• Dataset:
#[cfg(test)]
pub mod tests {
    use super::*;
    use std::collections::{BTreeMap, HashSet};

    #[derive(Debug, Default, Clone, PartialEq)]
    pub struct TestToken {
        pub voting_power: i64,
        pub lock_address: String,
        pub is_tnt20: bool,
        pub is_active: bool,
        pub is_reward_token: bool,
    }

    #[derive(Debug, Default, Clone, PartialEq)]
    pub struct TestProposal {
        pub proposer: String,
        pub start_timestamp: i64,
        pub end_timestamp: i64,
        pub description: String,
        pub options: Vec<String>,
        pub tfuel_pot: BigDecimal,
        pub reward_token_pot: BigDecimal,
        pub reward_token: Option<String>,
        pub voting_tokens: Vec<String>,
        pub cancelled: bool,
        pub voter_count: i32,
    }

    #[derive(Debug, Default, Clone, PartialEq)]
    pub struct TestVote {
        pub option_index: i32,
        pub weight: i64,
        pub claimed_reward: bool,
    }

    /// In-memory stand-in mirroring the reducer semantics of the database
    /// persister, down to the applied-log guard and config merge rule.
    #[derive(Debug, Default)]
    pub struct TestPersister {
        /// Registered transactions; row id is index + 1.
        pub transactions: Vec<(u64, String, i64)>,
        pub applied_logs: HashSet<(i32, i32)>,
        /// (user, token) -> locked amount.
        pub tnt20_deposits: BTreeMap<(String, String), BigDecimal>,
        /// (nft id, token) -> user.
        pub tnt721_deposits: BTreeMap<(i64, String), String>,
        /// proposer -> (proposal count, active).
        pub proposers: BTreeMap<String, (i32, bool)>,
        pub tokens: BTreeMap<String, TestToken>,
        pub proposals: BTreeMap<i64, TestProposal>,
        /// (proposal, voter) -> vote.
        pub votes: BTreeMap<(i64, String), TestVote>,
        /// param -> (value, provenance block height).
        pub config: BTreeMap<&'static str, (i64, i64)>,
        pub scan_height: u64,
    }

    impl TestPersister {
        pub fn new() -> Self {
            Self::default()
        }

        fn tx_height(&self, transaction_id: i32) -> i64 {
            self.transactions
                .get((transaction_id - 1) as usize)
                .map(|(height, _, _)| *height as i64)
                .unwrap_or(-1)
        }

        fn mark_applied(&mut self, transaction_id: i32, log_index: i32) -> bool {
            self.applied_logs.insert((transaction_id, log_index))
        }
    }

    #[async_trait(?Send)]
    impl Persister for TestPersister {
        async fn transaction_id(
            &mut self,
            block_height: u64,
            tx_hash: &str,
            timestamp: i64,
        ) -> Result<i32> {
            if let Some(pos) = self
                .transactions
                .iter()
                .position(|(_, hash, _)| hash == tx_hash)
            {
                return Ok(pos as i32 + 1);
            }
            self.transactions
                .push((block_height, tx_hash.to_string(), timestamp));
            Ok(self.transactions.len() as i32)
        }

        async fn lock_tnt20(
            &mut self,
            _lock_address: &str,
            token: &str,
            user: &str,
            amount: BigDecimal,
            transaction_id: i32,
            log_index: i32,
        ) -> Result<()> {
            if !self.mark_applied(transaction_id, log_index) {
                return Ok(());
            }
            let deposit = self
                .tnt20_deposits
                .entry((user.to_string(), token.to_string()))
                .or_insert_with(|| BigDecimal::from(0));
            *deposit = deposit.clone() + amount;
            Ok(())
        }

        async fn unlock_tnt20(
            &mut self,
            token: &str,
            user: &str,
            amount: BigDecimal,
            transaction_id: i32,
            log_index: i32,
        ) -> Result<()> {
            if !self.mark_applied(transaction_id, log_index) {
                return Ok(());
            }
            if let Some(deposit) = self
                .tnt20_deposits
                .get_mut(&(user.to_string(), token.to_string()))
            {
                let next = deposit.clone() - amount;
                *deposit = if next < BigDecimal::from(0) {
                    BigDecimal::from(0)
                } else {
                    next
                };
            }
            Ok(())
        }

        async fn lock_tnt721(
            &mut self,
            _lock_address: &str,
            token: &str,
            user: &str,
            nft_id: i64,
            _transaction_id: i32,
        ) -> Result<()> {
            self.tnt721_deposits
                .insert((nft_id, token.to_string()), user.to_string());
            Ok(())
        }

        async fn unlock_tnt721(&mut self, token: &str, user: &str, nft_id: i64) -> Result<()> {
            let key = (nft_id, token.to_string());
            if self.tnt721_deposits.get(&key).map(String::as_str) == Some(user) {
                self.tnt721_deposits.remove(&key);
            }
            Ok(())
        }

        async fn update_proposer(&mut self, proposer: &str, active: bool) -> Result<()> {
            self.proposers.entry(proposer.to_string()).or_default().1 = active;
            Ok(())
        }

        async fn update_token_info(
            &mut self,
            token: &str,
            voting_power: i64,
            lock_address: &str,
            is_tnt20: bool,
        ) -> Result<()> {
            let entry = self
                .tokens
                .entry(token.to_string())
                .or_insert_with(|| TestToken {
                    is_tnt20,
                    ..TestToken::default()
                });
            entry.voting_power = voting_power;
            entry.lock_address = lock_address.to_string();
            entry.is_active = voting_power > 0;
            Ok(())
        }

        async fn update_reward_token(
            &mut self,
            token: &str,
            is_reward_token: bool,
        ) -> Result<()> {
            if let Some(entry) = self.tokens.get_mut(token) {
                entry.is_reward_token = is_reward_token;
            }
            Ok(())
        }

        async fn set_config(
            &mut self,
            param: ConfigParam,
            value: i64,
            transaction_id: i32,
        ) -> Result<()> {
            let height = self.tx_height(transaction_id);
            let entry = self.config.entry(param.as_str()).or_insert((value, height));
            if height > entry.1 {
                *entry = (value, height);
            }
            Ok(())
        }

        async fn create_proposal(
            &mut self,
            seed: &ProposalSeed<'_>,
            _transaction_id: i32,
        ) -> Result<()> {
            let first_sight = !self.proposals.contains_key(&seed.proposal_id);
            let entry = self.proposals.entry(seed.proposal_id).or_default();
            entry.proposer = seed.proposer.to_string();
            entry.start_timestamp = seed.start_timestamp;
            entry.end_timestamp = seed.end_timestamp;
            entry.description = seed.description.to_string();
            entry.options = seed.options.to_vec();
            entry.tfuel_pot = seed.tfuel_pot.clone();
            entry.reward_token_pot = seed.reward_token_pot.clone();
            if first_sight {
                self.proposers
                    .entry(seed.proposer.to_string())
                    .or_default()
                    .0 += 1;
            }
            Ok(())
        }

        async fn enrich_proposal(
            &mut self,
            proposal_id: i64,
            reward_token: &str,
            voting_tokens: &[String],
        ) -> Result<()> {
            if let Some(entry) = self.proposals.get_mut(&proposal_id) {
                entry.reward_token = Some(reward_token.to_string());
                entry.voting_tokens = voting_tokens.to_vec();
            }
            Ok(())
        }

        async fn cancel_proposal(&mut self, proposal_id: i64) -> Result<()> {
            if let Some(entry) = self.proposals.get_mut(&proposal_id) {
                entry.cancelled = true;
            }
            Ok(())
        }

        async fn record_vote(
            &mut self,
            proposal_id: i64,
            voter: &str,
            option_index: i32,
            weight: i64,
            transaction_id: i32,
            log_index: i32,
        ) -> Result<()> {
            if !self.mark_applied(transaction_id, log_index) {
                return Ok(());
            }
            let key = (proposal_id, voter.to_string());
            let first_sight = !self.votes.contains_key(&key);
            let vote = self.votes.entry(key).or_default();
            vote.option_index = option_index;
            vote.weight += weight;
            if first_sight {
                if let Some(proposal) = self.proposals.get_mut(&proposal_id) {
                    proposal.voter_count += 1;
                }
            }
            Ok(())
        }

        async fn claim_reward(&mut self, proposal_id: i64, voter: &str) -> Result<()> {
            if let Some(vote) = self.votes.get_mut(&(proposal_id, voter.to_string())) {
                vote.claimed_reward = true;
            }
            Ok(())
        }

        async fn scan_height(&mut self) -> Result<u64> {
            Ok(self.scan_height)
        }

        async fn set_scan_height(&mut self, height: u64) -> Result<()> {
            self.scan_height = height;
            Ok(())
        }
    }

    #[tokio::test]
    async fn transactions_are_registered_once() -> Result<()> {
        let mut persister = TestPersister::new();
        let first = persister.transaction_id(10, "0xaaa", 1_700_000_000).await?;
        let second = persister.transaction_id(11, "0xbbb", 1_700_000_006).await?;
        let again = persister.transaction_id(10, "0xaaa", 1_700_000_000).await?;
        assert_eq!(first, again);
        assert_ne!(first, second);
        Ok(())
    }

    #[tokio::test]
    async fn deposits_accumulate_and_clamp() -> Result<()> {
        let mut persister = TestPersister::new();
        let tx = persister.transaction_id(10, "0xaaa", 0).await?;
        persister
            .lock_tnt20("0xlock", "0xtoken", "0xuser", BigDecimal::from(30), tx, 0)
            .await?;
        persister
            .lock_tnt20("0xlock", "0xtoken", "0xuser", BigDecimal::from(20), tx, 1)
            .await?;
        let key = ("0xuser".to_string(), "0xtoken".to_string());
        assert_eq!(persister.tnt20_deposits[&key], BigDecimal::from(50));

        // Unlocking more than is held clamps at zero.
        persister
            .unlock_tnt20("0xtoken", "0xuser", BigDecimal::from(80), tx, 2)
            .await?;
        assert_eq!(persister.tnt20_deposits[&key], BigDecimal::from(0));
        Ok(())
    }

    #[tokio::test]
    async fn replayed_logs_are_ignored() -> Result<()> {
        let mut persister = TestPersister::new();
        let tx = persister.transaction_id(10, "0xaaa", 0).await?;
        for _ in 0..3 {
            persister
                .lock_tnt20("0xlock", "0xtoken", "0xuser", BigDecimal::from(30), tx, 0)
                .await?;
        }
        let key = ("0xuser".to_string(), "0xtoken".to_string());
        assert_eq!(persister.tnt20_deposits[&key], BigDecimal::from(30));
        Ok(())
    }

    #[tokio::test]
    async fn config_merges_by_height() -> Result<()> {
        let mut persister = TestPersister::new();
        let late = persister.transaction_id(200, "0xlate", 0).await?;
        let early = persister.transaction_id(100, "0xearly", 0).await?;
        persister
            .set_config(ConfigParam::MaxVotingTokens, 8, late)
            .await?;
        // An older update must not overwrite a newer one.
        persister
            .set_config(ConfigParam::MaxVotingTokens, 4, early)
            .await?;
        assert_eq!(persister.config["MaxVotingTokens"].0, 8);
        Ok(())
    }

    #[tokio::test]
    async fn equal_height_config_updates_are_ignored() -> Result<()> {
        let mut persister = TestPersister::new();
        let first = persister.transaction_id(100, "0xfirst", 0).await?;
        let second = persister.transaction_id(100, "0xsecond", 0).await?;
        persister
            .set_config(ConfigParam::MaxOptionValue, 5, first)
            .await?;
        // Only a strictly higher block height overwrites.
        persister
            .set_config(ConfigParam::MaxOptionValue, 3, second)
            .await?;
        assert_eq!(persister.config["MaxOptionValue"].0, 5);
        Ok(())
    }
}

• What you will do: Retrieve all lines from the data that contain the string "proposers".

• Answer for this exercise:
        pub proposers: BTreeMap<String, (i32, bool)>,
            self.proposers.entry(proposer.to_string()).or_default().1 = active;
                self.proposers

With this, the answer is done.